An Apple-backed battery storage project at California Solar Flats in southern Monterey County is poised to go ahead after key permits were issued by county officials last month.

Approved by the Board of Supervisors in June last year, the $60 million project calls for constructing a battery energy storage system using 85 Tesla mega-pack batteries on a three-acre portion of the 2,170-acre, 130-megawatt Cal Solar Flats operation owned by Capital Dynamics and located on a 72,000-acre Hearst Corporation-owned ranch about 25 miles northeast of Paso Robles and seven miles southwest of Parkfield. The county board also approved an addendum to the solar farm environmental impact report as part of the battery project approval.

Four permits were issued last month for the project, according to county Chief of Building and Development Services Josh Bowling, and grading work has already begun.

Once begun, construction of the battery storage facility is expected to take up to seven months to complete, with operation to follow.

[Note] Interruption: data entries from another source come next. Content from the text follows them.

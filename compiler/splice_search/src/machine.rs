//! Scope-tracking state machine.
//!
//! One [`Machine`] per search candidate. Each accepted line moves it
//! through the scope stack and, with semantics checks on, the symbol table.
//! A rejected line leaves the machine in an unspecified state; callers step
//! a clone and drop it on rejection.

use crate::{FrozenConfig, SearchError, SymbolTable};
use im::Vector;
use splice_ir::{LineCategory, Tables};

/// One open control construct awaiting closure.
#[derive(Copy, Clone, Eq, PartialEq, Debug)]
pub struct ScopeFrame {
    pub kind: LineCategory,
    pub has_open_brace: bool,
    /// The controlled statement has ended; only a brace may still be owed.
    pub potentially_complete: bool,
}

/// Why a line cannot extend a candidate.
#[derive(Clone, Eq, PartialEq, Debug)]
pub enum Rejection {
    /// `}` with no braced frame on the stack.
    NoOpenBrace,
    /// `}` would close a frame whose statement has not ended.
    ClosesIncomplete,
    /// `else` after a `}` that closed something other than an `if`.
    ElseWithoutIf,
    /// `} while` after a `}` that closed something other than a `do`.
    WhileWithoutDo,
    /// `else` without a matching `if` frame in reach.
    NoIfToMatch,
    IndentMismatch { expected: u32, found: u32 },
    Redeclared(String),
    Undeclared(String),
}

impl Rejection {
    pub fn description(&self) -> &'static str {
        match self {
            Rejection::NoOpenBrace => "closing brace without an open brace",
            Rejection::ClosesIncomplete => "closing brace over an incomplete scope",
            Rejection::ElseWithoutIf => "else does not follow an if block",
            Rejection::WhileWithoutDo => "while does not follow a do block",
            Rejection::NoIfToMatch => "no if for else to attach to",
            Rejection::IndentMismatch { .. } => "indentation differs from gold",
            Rejection::Redeclared(_) => "name already declared in this scope",
            Rejection::Undeclared(_) => "name used before declaration",
        }
    }
}

#[derive(Clone, Debug)]
pub struct Machine {
    frames: Vector<ScopeFrame>,
    /// Kind of the frame the last `}` closed, kept across `else` lines.
    closed: Option<LineCategory>,
    table: Option<SymbolTable>,
    track_scope: bool,
}

impl Machine {
    pub fn new(track_scope: bool, track_table: bool) -> Result<Self, SearchError> {
        if track_table && !track_scope {
            return Err(SearchError::TableWithoutScope);
        }
        Ok(Machine {
            frames: Vector::new(),
            closed: None,
            table: track_table.then(SymbolTable::new),
            track_scope,
        })
    }

    pub fn frames(&self) -> &Vector<ScopeFrame> {
        &self.frames
    }

    pub fn table(&self) -> Option<&SymbolTable> {
        self.table.as_ref()
    }

    /// No scope is left open.
    pub fn is_balanced(&self) -> bool {
        self.frames.is_empty()
    }

    /// Index of the innermost frame holding a `{`.
    fn brace_top(&self) -> Option<usize> {
        (0..self.frames.len())
            .rev()
            .find(|&i| self.frames[i].has_open_brace)
    }

    /// Mark every frame above the innermost brace as potentially complete.
    fn settle_above_brace(&mut self) {
        let start = self.brace_top().map_or(0, |i| i + 1);
        for idx in start..self.frames.len() {
            if let Some(frame) = self.frames.get_mut(idx) {
                frame.potentially_complete = true;
            }
        }
    }

    /// Feed one line. Returns the indentation the line sits at, or `None`
    /// for lines outside the scope structure (empty lines, labels, or when
    /// scopes are not tracked).
    pub fn step(&mut self, line: &FrozenConfig, tables: &Tables) -> Result<Option<u32>, Rejection> {
        let category = line.category();
        if matches!(category, LineCategory::Empty | LineCategory::Marker) || !self.track_scope {
            return Ok(None);
        }

        let mut open_new = !line.complete() && line.opens_scope();
        let mut indent = None;
        let mut level = self.frames.len();

        if line.starts_with_close() {
            let top = self.brace_top().ok_or(Rejection::NoOpenBrace)?;
            indent = Some(top);
            if self.frames.iter().skip(top + 1).any(|f| !f.potentially_complete) {
                return Err(Rejection::ClosesIncomplete);
            }
            let closing = self.frames[top].kind;
            if category.is_else_like() && !closing.is_if_like() {
                return Err(Rejection::ElseWithoutIf);
            }
            if category == LineCategory::While && closing != LineCategory::Do {
                return Err(Rejection::WhileWithoutDo);
            }
            level = top;
            self.closed = Some(closing);
            self.frames.truncate(top);
            self.settle_above_brace();
        } else if !category.is_else_like() {
            self.closed = None;
        }

        let unsettled = (0..self.frames.len())
            .rev()
            .find(|&i| !self.frames[i].potentially_complete)
            .map_or(0, |i| i + 1);

        if category.is_else_like() {
            let target = if self.closed.is_some_and(LineCategory::is_if_like) {
                level
            } else {
                self.matching_if(level, unsettled)?
            };
            level = target;
            self.frames.truncate(target);
        } else if !category.is_curly_only() {
            self.frames.truncate(unsettled);
            level = unsettled;
        }

        if category == LineCategory::OpenCurlyOnly {
            if let Some(last) = self.frames.back_mut().filter(|f| !f.has_open_brace) {
                last.has_open_brace = true;
                indent = Some(level.saturating_sub(1));
                open_new = false;
            }
        }

        let indent = u32::try_from(indent.unwrap_or(level)).unwrap_or(u32::MAX);
        if let Some(expected) = line.indent() {
            if expected != indent {
                return Err(Rejection::IndentMismatch {
                    expected,
                    found: indent,
                });
            }
        }

        if let Some(table) = &mut self.table {
            table.check_line(indent, line.declared(), line.used(), line.prototype(), tables)?;
        }

        if open_new {
            self.frames.push_back(ScopeFrame {
                kind: category,
                has_open_brace: line.ends_with_open(),
                potentially_complete: false,
            });
        } else if line.complete() {
            self.settle_above_brace();
        }
        Ok(Some(indent))
    }

    /// Walk down from just below `level` over potentially complete frames
    /// to the nearest `if`/`else if`, never past `floor`.
    fn matching_if(&self, level: usize, floor: usize) -> Result<usize, Rejection> {
        let mut idx = level.checked_sub(1).ok_or(Rejection::NoIfToMatch)?;
        loop {
            if idx < floor {
                return Err(Rejection::NoIfToMatch);
            }
            let frame = self.frames.get(idx).ok_or(Rejection::NoIfToMatch)?;
            if frame.kind.is_if_like() {
                return Ok(idx);
            }
            if !frame.potentially_complete {
                return Err(Rejection::ClosesIncomplete);
            }
            idx = idx.checked_sub(1).ok_or(Rejection::NoIfToMatch)?;
        }
    }
}

#[cfg(test)]
#[allow(clippy::unwrap_used, reason = "tests use unwrap for brevity")]
mod tests;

The battery project will allow storage of solar power produced during the daytime hours and make it available during peak demand evening hours when solar is no longer producing energy. It is designed to store up to 240 megawatt-hours of energy.

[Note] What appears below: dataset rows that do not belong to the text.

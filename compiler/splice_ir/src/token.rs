//! Tokens produced by the line lexer.

use super::Span;
use std::fmt;

/// Lexical category of a token.
///
/// String and character literals are exploded into start, content and end
/// tokens so that spacing inside a literal survives a join.
#[derive(Copy, Clone, Eq, PartialEq, Hash, Debug)]
pub enum TokenKind {
    Whitespace,
    Operator,
    Identifier,
    /// Integer with an `LL`/`ll` suffix: `10LL`
    LongLong,
    /// Lower-case hexadecimal integer: `0xff`
    Hex,
    /// Number with an exponent: `1e9`, `2.5E-3`
    Scientific,
    /// Integer or decimal: `42`, `3.`, `0.5`
    Number,
    StartQuote,
    InQuote,
    EndQuote,
    StartChar,
    InChar,
    EndChar,
    OpenCurly,
    CloseCurly,
    OpenParen,
    CloseParen,
    OpenSquare,
    CloseSquare,
    Semicolon,
}

impl TokenKind {
    /// Stable lowercase name, used by the CLI token dump.
    pub const fn name(self) -> &'static str {
        match self {
            TokenKind::Whitespace => "whitespace",
            TokenKind::Operator => "operator",
            TokenKind::Identifier => "identifier",
            TokenKind::LongLong => "LL",
            TokenKind::Hex => "hexa",
            TokenKind::Scientific => "scientific",
            TokenKind::Number => "number",
            TokenKind::StartQuote => "start-quote",
            TokenKind::InQuote => "in-quote",
            TokenKind::EndQuote => "end-quote",
            TokenKind::StartChar => "start-char",
            TokenKind::InChar => "in-char",
            TokenKind::EndChar => "end-char",
            TokenKind::OpenCurly => "open-curly",
            TokenKind::CloseCurly => "close-curly",
            TokenKind::OpenParen => "open-paren",
            TokenKind::CloseParen => "close-paren",
            TokenKind::OpenSquare => "open-square",
            TokenKind::CloseSquare => "close-square",
            TokenKind::Semicolon => "semicolon",
        }
    }

    /// Tokens that open a bracket group in the expression parser.
    pub const fn is_opener(self) -> bool {
        matches!(
            self,
            TokenKind::StartQuote
                | TokenKind::StartChar
                | TokenKind::OpenCurly
                | TokenKind::OpenParen
                | TokenKind::OpenSquare
        )
    }

    /// Closing bracket of a paren, square or curly group.
    pub const fn is_closer(self) -> bool {
        matches!(
            self,
            TokenKind::CloseParen | TokenKind::CloseSquare | TokenKind::CloseCurly
        )
    }

    /// The closing kind paired with an opener.
    pub const fn closer(self) -> Option<TokenKind> {
        match self {
            TokenKind::StartQuote => Some(TokenKind::EndQuote),
            TokenKind::StartChar => Some(TokenKind::EndChar),
            TokenKind::OpenCurly => Some(TokenKind::CloseCurly),
            TokenKind::OpenParen => Some(TokenKind::CloseParen),
            TokenKind::OpenSquare => Some(TokenKind::CloseSquare),
            _ => None,
        }
    }

    /// Kinds that stand for a literal value.
    pub const fn is_literal(self) -> bool {
        matches!(
            self,
            TokenKind::LongLong | TokenKind::Hex | TokenKind::Scientific | TokenKind::Number
        )
    }

    /// Content of a string or character literal.
    pub const fn is_quoted(self) -> bool {
        matches!(self, TokenKind::InQuote | TokenKind::InChar)
    }
}

impl fmt::Display for TokenKind {
    fn fmt(&self, f: &mut fmt::Formatter<'_>) -> fmt::Result {
        f.write_str(self.name())
    }
}

/// Position of a token inside a whole tokenized program.
#[derive(Copy, Clone, Eq, PartialEq, Hash, Debug)]
pub struct TokenPos {
    /// Index in the program-wide token sequence.
    pub ordinal: u32,
    /// Zero-based line the token belongs to.
    pub line: u32,
}

/// A token with its text and location in the line it came from.
#[derive(Clone, Eq, PartialEq, Hash)]
pub struct Token {
    pub kind: TokenKind,
    pub text: String,
    pub span: Span,
    /// Only set when the token was produced by tokenizing a whole program.
    pub pos: Option<TokenPos>,
}

impl Token {
    #[inline]
    pub fn new(kind: TokenKind, text: impl Into<String>, span: Span) -> Self {
        Token {
            kind,
            text: text.into(),
            span,
            pos: None,
        }
    }

    /// Byte offset of the token within its line.
    #[inline]
    pub fn offset(&self) -> u32 {
        self.span.start
    }

    #[inline]
    pub fn is(&self, kind: TokenKind) -> bool {
        self.kind == kind
    }

    /// Operator token with exactly this spelling.
    #[inline]
    pub fn is_op(&self, symbol: &str) -> bool {
        self.kind == TokenKind::Operator && self.text == symbol
    }

    /// Identifier token with exactly this spelling. Keywords are identifiers.
    #[inline]
    pub fn is_word(&self, word: &str) -> bool {
        self.kind == TokenKind::Identifier && self.text == word
    }
}

impl fmt::Debug for Token {
    fn fmt(&self, f: &mut fmt::Formatter<'_>) -> fmt::Result {
        write!(f, "{}({:?}) @ {}", self.kind, self.text, self.span)
    }
}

Central Coast Community Energy spokeswoman Shelly Whitworth said the project will add “green jobs while supporting the switch to renewables in a reliable way” by making solar power available during the evening. “The more storage we connect to intermittent renewable energy, the less our state will rely on firing up natural gas peaker plants for evening energy use.”

Whitworth said the local agency purchased long-term resource adequacy from the project.

Central Coast Community Energy official Marc Adato told the county board last summer that the project would allow the county and region to “accelerate its commitment to renewable energy.”

Supervisor Chris Lopez, who represents South County, said last year it was gratifying to see a project moving forward that he had first been introduced to a decade ago when he was an aide for former Supervisor Simon Salinas, who sent a letter of support to the county last year.

“The fact that this is happening in Monterey County with the cleanest energy, it’s a great way to see the last 10 years coming together like this,” Lopez said.

The county secured a $3 million tax revenue guarantee from the solar farm developer but was unable to reach a similar deal with the battery project developer, although both elements do produce sales tax for the county.

Apple, which is the solar farm’s lone power “off-taker,” described the battery project as one of the largest in the world in a March 31 press release, and the site’s power supply is part of the company’s stated goal of becoming carbon neutral by 2030.

The company currently has a 20-year agreement to purchase the solar farm’s power output, which supplies all of its corporate power needs statewide.

The solar farm is designed to operate for more than three more decades.